Stored dataset items
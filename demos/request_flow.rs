//! Request flow demonstration.
//!
//! This example shows a locale moving through two requests and a navigation:
//! 1. A first request picks the locale up from the query string
//! 2. The resolved fields are committed to the session
//! 3. A second request with no query falls back to the session
//! 4. A live-session navigation re-resolves from the new URL
//!
//! Run with: `RUST_LOG=request_locale=debug cargo run --example request_flow`

use std::sync::Arc;

use request_locale::web::{LocalePlug, NavigationHook, Pipeline};
use request_locale::{
    store, Attrs, Carrier, Config, Conn, MemorySessionStore, Params, Session, SessionStore,
    Socket, DEFAULT_SESSION_KEY,
};
use tracing_subscriber::EnvFilter;

const CONFIG: &str = r#"
[locale]
sources = ["query", "cookie", "session", "accept_language"]
params = ["locale", "lang"]

[language]
sources = ["query", "session", "accept_language"]
params = ["language", "lng"]
accept_language_filter = "fr"
"#;

fn main() -> Result<(), Box<dyn std::error::Error>> {
    tracing_subscriber::fmt()
        .with_env_filter(EnvFilter::from_default_env())
        .init();

    let config = Config::from_toml_str(CONFIG)?;
    let sessions = Arc::new(MemorySessionStore::new());
    let pipeline = Pipeline::new().plug(
        LocalePlug::new(config.clone()).with_extra([("region", "CH")].into_iter().collect()),
    );

    println!("=== First request ===");
    let mut conn = Conn::new("req-0001")
        .with_host("shop.example.ch")
        .with_session(Session::new("sid-42", sessions.clone()));
    conn.add_query_param("lang", "fr-CH");
    conn.add_header("Accept-Language", "de-CH, fr;q=0.8");

    let conn = pipeline.run(conn).into_inner();
    conn.commit_session();
    println!("   attributes: {:?}", store::get(&conn));
    println!(
        "   session:    {:?}",
        sessions.load("sid-42").get(DEFAULT_SESSION_KEY)
    );

    println!("\n=== Second request ===");
    let conn = Conn::new("req-0002").with_session(Session::new("sid-42", sessions.clone()));
    let conn = pipeline.run(conn).into_inner();
    println!("   locale:     {}", store::fetch(&conn, "locale")?);
    println!("   assigns:    {:?}", conn.assigns());

    println!("\n=== Navigation ===");
    let hook = NavigationHook::new(config);
    let socket = Socket::mount("sock-0001", sessions.load("sid-42"));
    let socket = hook
        .handle_params(
            Params::new(),
            "https://shop.example.ch/kasse?locale=de-CH",
            socket,
            &Attrs::new(),
        )
        .into_inner();
    println!("   locale:     {}", store::fetch(&socket, "locale")?);
    println!("   host:       {:?}", socket.host());

    Ok(())
}
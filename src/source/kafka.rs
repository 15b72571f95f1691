use std::collections::HashMap;
use std::sync::Arc;

use async_trait::async_trait;
use futures_core::stream::BoxStream;
use rdkafka::consumer::{CommitMode, Consumer as _, StreamConsumer};
use rdkafka::message::Headers as _;
use rdkafka::{Message, Offset, TopicPartitionList};
use tokio_util::sync::CancellationToken;

use crate::converter::MessageConverter;
use crate::envelope::Headers;
use crate::source::{Batch, PartitionContext, SourceMessage, StreamBatches};

/// Kafka header carrying the message id.
pub const MESSAGE_ID_HEADER: &str = "message-id";

/// Kafka header carrying the payload content type.
pub const CONTENT_TYPE_HEADER: &str = "content-type";

/// Kafka header carrying the reply-to destination.
pub const REPLY_TO_HEADER: &str = "reply-to";

/// Detached copy of a Kafka message.
///
/// Kafka has no native id, content-type or reply-to fields; they travel as
/// message headers under the keys above. Header values that are not valid
/// UTF-8 are skipped. Partition and offset are present on consumed messages
/// and absent on messages built for the outbound path.
#[derive(Debug, Clone, PartialEq)]
pub struct KafkaMessage {
    topic: String,
    partition: Option<i32>,
    offset: Option<i64>,
    key: Option<Vec<u8>>,
    payload: Vec<u8>,
    headers: HashMap<String, String>,
}

impl KafkaMessage {
    /// Copy a native rdkafka message into an owned, detached form.
    pub fn from_native<N: Message>(message: &N) -> Self {
        let mut headers = HashMap::new();
        if let Some(native) = message.headers() {
            for i in 0..native.count() {
                let header = native.get(i);
                if let Some(value) = header.value {
                    if let Ok(value) = std::str::from_utf8(value) {
                        headers.insert(header.key.to_owned(), value.to_owned());
                    }
                }
            }
        }

        Self {
            topic: message.topic().to_owned(),
            partition: Some(message.partition()),
            offset: Some(message.offset()),
            key: message.key().map(ToOwned::to_owned),
            payload: message.payload().map(ToOwned::to_owned).unwrap_or_default(),
            headers,
        }
    }

    /// The topic this message belongs (or will be sent) to.
    pub fn topic(&self) -> &str {
        &self.topic
    }

    /// The partition the message was consumed from, if any.
    pub fn partition(&self) -> Option<i32> {
        self.partition
    }

    /// The message key, if any.
    pub fn key(&self) -> Option<&[u8]> {
        self.key.as_deref()
    }

    /// Look up a message header.
    pub fn header(&self, key: &str) -> Option<&str> {
        self.headers.get(key).map(String::as_str)
    }
}

impl SourceMessage for KafkaMessage {
    fn payload(&self) -> &[u8] {
        &self.payload
    }

    fn message_id(&self) -> Option<&str> {
        self.header(MESSAGE_ID_HEADER)
    }

    fn content_type(&self) -> Option<&str> {
        self.header(CONTENT_TYPE_HEADER)
    }

    fn reply_to(&self) -> Option<&str> {
        self.header(REPLY_TO_HEADER)
    }

    fn offset(&self) -> Option<String> {
        self.offset.map(|offset| offset.to_string())
    }
}

/// Converter between [`Envelope`](crate::Envelope)s and [`KafkaMessage`]s.
///
/// Outbound messages are scoped to a single topic, selected at construction.
#[derive(Debug, Clone)]
pub struct KafkaConverter {
    topic: String,
}

impl KafkaConverter {
    /// Create a converter building messages for the given topic.
    pub fn new(topic: impl Into<String>) -> Self {
        Self {
            topic: topic.into(),
        }
    }

    fn blank(&self, payload: Vec<u8>) -> KafkaMessage {
        KafkaMessage {
            topic: self.topic.clone(),
            partition: None,
            offset: None,
            key: None,
            payload,
            headers: HashMap::new(),
        }
    }
}

impl MessageConverter for KafkaConverter {
    type Message = KafkaMessage;

    fn message_from_text(&self, payload: String) -> Self::Message {
        self.blank(payload.into_bytes())
    }

    fn message_from_bytes(&self, payload: Vec<u8>) -> Self::Message {
        self.blank(payload)
    }

    fn apply_headers(&self, headers: &Headers, message: &mut Self::Message) {
        if let Some(content_type) = headers.content_type() {
            message
                .headers
                .insert(CONTENT_TYPE_HEADER.to_owned(), content_type);
        }
        if let Some(message_id) = headers.message_id() {
            message
                .headers
                .insert(MESSAGE_ID_HEADER.to_owned(), message_id);
        }
        if let Some(reply_to) = headers.reply_to() {
            message.headers.insert(REPLY_TO_HEADER.to_owned(), reply_to);
        }
    }
}

/// Kafka partition handle.
///
/// Checkpoints by committing offsets on the shared consumer:
/// [`checkpoint`](PartitionContext::checkpoint) commits the consumer's current
/// state, [`checkpoint_message`](PartitionContext::checkpoint_message) commits
/// the offset just past the given message. Commits are issued in
/// non-blocking mode; broker-side failures surface through the consumer's
/// error callback.
#[derive(Clone)]
pub struct KafkaPartition {
    consumer: Arc<StreamConsumer>,
    topic: String,
    partition: i32,
    id: String,
}

impl KafkaPartition {
    fn new(consumer: Arc<StreamConsumer>, topic: &str, partition: i32) -> Self {
        Self {
            consumer,
            id: format!("{topic}-{partition}"),
            topic: topic.to_owned(),
            partition,
        }
    }
}

#[async_trait]
impl PartitionContext<KafkaMessage> for KafkaPartition {
    type Error = rdkafka::error::KafkaError;

    fn partition_id(&self) -> &str {
        &self.id
    }

    async fn checkpoint(&self) -> Result<(), Self::Error> {
        self.consumer.commit_consumer_state(CommitMode::Async)
    }

    async fn checkpoint_message(&self, message: KafkaMessage) -> Result<(), Self::Error> {
        match message.offset {
            Some(offset) => {
                let mut list = TopicPartitionList::new();
                list.add_partition_offset(&self.topic, self.partition, Offset::Offset(offset + 1))?;
                self.consumer.commit(&list, CommitMode::Async)
            }
            // A message without an offset cannot be committed explicitly.
            None => self.consumer.commit_consumer_state(CommitMode::Async),
        }
    }
}

/// Kafka source.
///
/// Streams messages from a subscribed [`StreamConsumer`]. Kafka delivers one
/// message at a time, so every [`Batch`] holds a single message and batch
/// boundaries collapse to message boundaries: with this source, batch-oriented
/// checkpoint strategies behave like record mode.
pub struct KafkaSource {
    consumer: Arc<StreamConsumer>,
}

impl KafkaSource {
    /// Create a source over an already-subscribed consumer.
    pub fn new(consumer: StreamConsumer) -> Self {
        Self {
            consumer: Arc::new(consumer),
        }
    }

    /// Create a source sharing a consumer with other components.
    pub fn from_shared(consumer: Arc<StreamConsumer>) -> Self {
        Self { consumer }
    }
}

#[async_trait]
impl StreamBatches<KafkaPartition, KafkaMessage> for KafkaSource {
    type Error = rdkafka::error::KafkaError;

    #[tracing::instrument(skip_all)]
    async fn batches(
        &self,
        cancel: CancellationToken,
    ) -> Result<BoxStream<'_, Result<Batch<KafkaPartition, KafkaMessage>, Self::Error>>, Self::Error>
    {
        let consumer = Arc::clone(&self.consumer);
        let stream = async_stream::stream! {
            loop {
                let received = tokio::select! {
                    _ = cancel.cancelled() => break,
                    received = consumer.recv() => received,
                };

                match received {
                    Ok(native) => {
                        let context = KafkaPartition::new(
                            Arc::clone(&consumer),
                            native.topic(),
                            native.partition(),
                        );
                        let message = KafkaMessage::from_native(&native);
                        yield Ok(Batch { context, messages: vec![message] });
                    }
                    Err(error) => yield Err(error),
                }
            }
        };

        Ok(Box::pin(stream))
    }
}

- _About this exercise_
From the data above, count the lines that hold the string "blank". Reply with only that number.

- _Solution_
3